Po drugie odnosząc się do kwestii antydatowanego oświadczenia z dnia 13 sierpnia 2014 roku, to trafnie Sąd Rejonowy uznał je za nierzetelne i nie pozwalające uwiarygodnić wyjaśnień oskarżonego. Wbrew stanowisku skarżących okoliczności podpisania tego oświadczenia rzekomo w dacie jaka na nim widnieje nie potwierdziły ani zeznania brata oskarżonego – A. S. (2), ani jego matki – D. S.. Brat oskarżonego nie potrafił wskazać jakichkolwiek szczegółów dotyczących podpisania tego dokumentu, w sposób ewidentny próbując pomóc oskarżonemu, a jednocześnie obawiając się składania fałszywych zeznań. Świadek ten zasłonił się więc niepamięcią i słusznie uznał Sąd Rejonowy, że jego zeznania nie były przydatne dla odtworzenia przebiegu wydarzeń. Odnośnie dowodu z zeznań D. S. to Sąd odwoławczy uznał, iż niesłusznie oddalono ten wniosek dowodowy. Pozawalał on bowiem na pełniejszą weryfikację linii obrony oskarżonego. Z tego względu Sąd Okręgowy uzupełnił przewód sądowy w postępowaniu odwoławczym i przesłuchał D. S. na rozprawie w dniu 31 marca 2016 roku. Jednakże zeznania tego świadka, podobnie jak brata oskarżonego nie wniosły niczego do niniejszej sprawy. D. S. w swojej relacji, poza gołosłownym twierdzeniem, że na pewno dokument został podpisany w takiej dacie jaka na nim widnieje, nie potrafiła wskazać żadnych szczegółów tego zdarzenia, a już na pewno nie wskazała na okoliczności jakie wskazywał sam oskarżony, tj. że miało to nastąpić w trakcie spotkania rodzinnego przy stole. Tym bardziej więc wersja wydarzeń prezentowana przez oskarżonego nie zasługiwała na uwzględnienie, albowiem nawet dowody przedstawiane przez samego oskarżonego na jej potwierdzenie, okazały się nietrafne.

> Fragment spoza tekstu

//! Lua runtime instances handed out by pools.
//!
//! This is the thin adapter over `mlua` that the pool builds on. An instance
//! owns one Lua state plus a host-side value stack used to pass arguments into
//! and results out of script calls.

use std::collections::BTreeSet;

use mlua::{
    HookTriggers, Lua, LuaOptions, LuaSerdeExt, MultiValue, SerializeOptions, StdLib, Value,
    VmState,
};

use crate::config::{HookKind, HookSpec};
use crate::error::{PoolError, Result};

/// Unique identifier for an instance, used in logs.
#[derive(Debug, Clone, Copy, PartialEq, Eq, Hash)]
pub struct InstanceId(uuid::Uuid);

impl InstanceId {
    pub fn new() -> Self {
        Self(uuid::Uuid::new_v4())
    }
}

impl Default for InstanceId {
    fn default() -> Self {
        Self::new()
    }
}

impl std::fmt::Display for InstanceId {
    fn fmt(&self, f: &mut std::fmt::Formatter<'_>) -> std::fmt::Result {
        write!(f, "{}", self.0)
    }
}

/// Map a library name to its `mlua` flag. `base` is always opened by the
/// runtime and maps to the empty set.
pub fn std_lib_for(name: &str) -> Result<StdLib> {
    let lib = match name {
        "base" => StdLib::NONE,
        "coroutine" => StdLib::COROUTINE,
        "debug" => StdLib::DEBUG,
        "io" => StdLib::IO,
        "math" => StdLib::MATH,
        "os" => StdLib::OS,
        "package" => StdLib::PACKAGE,
        "string" => StdLib::STRING,
        "table" => StdLib::TABLE,
        "utf8" => StdLib::UTF8,
        other => return Err(PoolError::UnknownLibrary(other.to_string())),
    };
    Ok(lib)
}

fn resolve_libraries(names: &BTreeSet<String>) -> Result<StdLib> {
    if names.is_empty() {
        return Ok(StdLib::ALL);
    }
    names
        .iter()
        .try_fold(StdLib::NONE, |acc, name| Ok(acc | std_lib_for(name)?))
}

fn binding_options() -> SerializeOptions {
    SerializeOptions::new()
        .serialize_none_to_null(false)
        .serialize_unit_to_null(false)
        .set_array_metatable(false)
}

/// One Lua state. Not safe for concurrent use; pools hand each instance to
/// exactly one caller at a time.
pub struct LuaInstance {
    id: InstanceId,
    lua: Lua,
    stack: Vec<Value>,
}

impl LuaInstance {
    /// Create a state with the given library subset opened (empty = all).
    pub fn create(libraries: &BTreeSet<String>) -> Result<Self> {
        let libs = resolve_libraries(libraries)?;
        let lua = if libs.contains(StdLib::DEBUG) {
            // SAFETY: the debug library can break memory safety guarantees of
            // Lua code; callers opt in by naming it (or loading everything).
            unsafe { Lua::unsafe_new_with(libs, LuaOptions::default()) }
        } else {
            let lua = Lua::new_with(StdLib::NONE, LuaOptions::default())?;
            lua.load_std_libs(libs)?;
            lua
        };

        Ok(Self {
            id: InstanceId::new(),
            lua,
            stack: Vec::new(),
        })
    }

    pub fn id(&self) -> InstanceId {
        self.id
    }

    pub fn lua(&self) -> &Lua {
        &self.lua
    }

    /// Install `value` under the global `name`, replacing any previous binding.
    pub fn bind_global(&self, name: &str, value: &serde_json::Value) -> Result<()> {
        let value = self.lua.to_value_with(value, binding_options())?;
        self.lua.globals().set(name, value)?;
        Ok(())
    }

    /// Attach the configured hooks.
    ///
    /// Lua keeps a single hook per state, so the specs are merged: the trigger
    /// mask is the union of all kinds and each event is dispatched to the specs
    /// whose kind matches. The first non-continue result wins.
    pub fn install_hooks(&self, hooks: &[HookSpec]) {
        if hooks.is_empty() {
            return;
        }

        let mut triggers = HookTriggers::default();
        for hook in hooks {
            match hook.kind {
                HookKind::Call => triggers.on_calls = true,
                HookKind::Return => triggers.on_returns = true,
                HookKind::Line => triggers.every_line = true,
                HookKind::Count => {
                    let count = hook.trigger_count.max(1);
                    triggers.every_nth_instruction = Some(
                        triggers
                            .every_nth_instruction
                            .map_or(count, |current| current.min(count)),
                    );
                }
            }
        }

        let kinds: Vec<&str> = hooks.iter().map(|h| h.kind.as_str()).collect();
        tracing::trace!(instance = %self.id, hooks = ?kinds, "Installing hooks");

        let hooks = hooks.to_vec();
        self.lua.set_hook(triggers, move |lua, debug| {
            let event = debug.event();
            for hook in hooks.iter().filter(|h| h.kind.matches(&event)) {
                let state = (hook.callback)(lua, &debug)?;
                if !matches!(state, VmState::Continue) {
                    return Ok(state);
                }
            }
            Ok(VmState::Continue)
        });
    }

    pub fn clear_hooks(&self) {
        self.lua.remove_hook();
    }

    /// Drop everything a previous user left behind without touching loaded
    /// libraries or globals: the value stack, expired registry slots and
    /// unreachable garbage.
    pub fn reset_transient_state(&mut self) -> Result<()> {
        self.stack.clear();
        self.lua.expire_registry_values();
        self.lua.gc_collect()?;
        Ok(())
    }

    /// Run a chunk for its side effects.
    pub fn exec(&self, code: &str) -> Result<()> {
        self.lua.load(code).exec()?;
        Ok(())
    }

    /// Run a named chunk for its side effects; the name shows up in Lua errors.
    pub fn exec_named(&self, name: &str, code: &str) -> Result<()> {
        self.lua.load(code).set_name(name).exec()?;
        Ok(())
    }

    /// Evaluate an expression or chunk and convert its first result to JSON.
    pub fn eval_json(&self, code: &str) -> Result<serde_json::Value> {
        let value: Value = self.lua.load(code).eval()?;
        self.to_json(value)
    }

    /// Read a global as JSON (`nil` becomes `null`).
    pub fn global_json(&self, name: &str) -> Result<serde_json::Value> {
        let value: Value = self.lua.globals().get(name)?;
        self.to_json(value)
    }

    fn to_json(&self, value: Value) -> Result<serde_json::Value> {
        if value.is_nil() {
            return Ok(serde_json::Value::Null);
        }
        Ok(self.lua.from_value(value)?)
    }

    /// Push a host value onto the instance's value stack.
    pub fn push(&mut self, value: &serde_json::Value) -> Result<()> {
        let value = self.lua.to_value_with(value, binding_options())?;
        self.stack.push(value);
        Ok(())
    }

    /// Pop the top of the value stack as JSON.
    pub fn pop(&mut self) -> Result<Option<serde_json::Value>> {
        match self.stack.pop() {
            Some(value) => self.to_json(value).map(Some),
            None => Ok(None),
        }
    }

    pub fn stack_len(&self) -> usize {
        self.stack.len()
    }

    /// Call the global function `name` with the whole value stack as
    /// arguments; its results replace the stack. Returns the result count.
    pub fn call_global(&mut self, name: &str) -> Result<usize> {
        let function: mlua::Function = self.lua.globals().get(name)?;
        let args: MultiValue = self.stack.drain(..).collect();
        let results: MultiValue = function.call(args)?;
        self.stack.extend(results);
        Ok(self.stack.len())
    }

    /// Bytes currently allocated by the Lua state.
    pub fn used_memory(&self) -> usize {
        self.lua.used_memory()
    }
}

impl std::fmt::Debug for LuaInstance {
    fn fmt(&self, f: &mut std::fmt::Formatter<'_>) -> std::fmt::Result {
        f.debug_struct("LuaInstance")
            .field("id", &self.id)
            .field("stack_len", &self.stack.len())
            .finish_non_exhaustive()
    }
}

Konkludując słusznie Sąd Rejonowy nie dał wiary wyjaśnieniom oskarżonego. Nie tylko bowiem nie znajdują one żadnego potwierdzenia w pozostałym uznanym za rzetelny materiale dowodowym, ale są po prostu nielogiczne. Trudno bowiem zaaprobować postępowanie oskarżonego, który rzekomo 13 sierpnia 2014 roku ustala kwotę zadłużenia z pokrzywdzonym na 30.000,00 złotych, zaś następnego dnia zakłada kolejną lokatę terminową na koncie pokrzywdzonego, zaś po miesiącu czasu przelewa z tego konta łącznie 45.000,00 złotych, by po paru dniach zwrócić pokrzywdzonemu 15.000,00 złotych. Zestawienie tych wydarzeń z linią obrony oskarżonego doprowadza do słusznego wniosku, że została ona przyjęta wyłącznie w celu uniknięcia odpowiedzialności karnej, a dokonanie zaboru pieniędzy z konta pokrzywdzonego odbyło się bez jego zgody i wiedzy, jak również bez realnej podstawy.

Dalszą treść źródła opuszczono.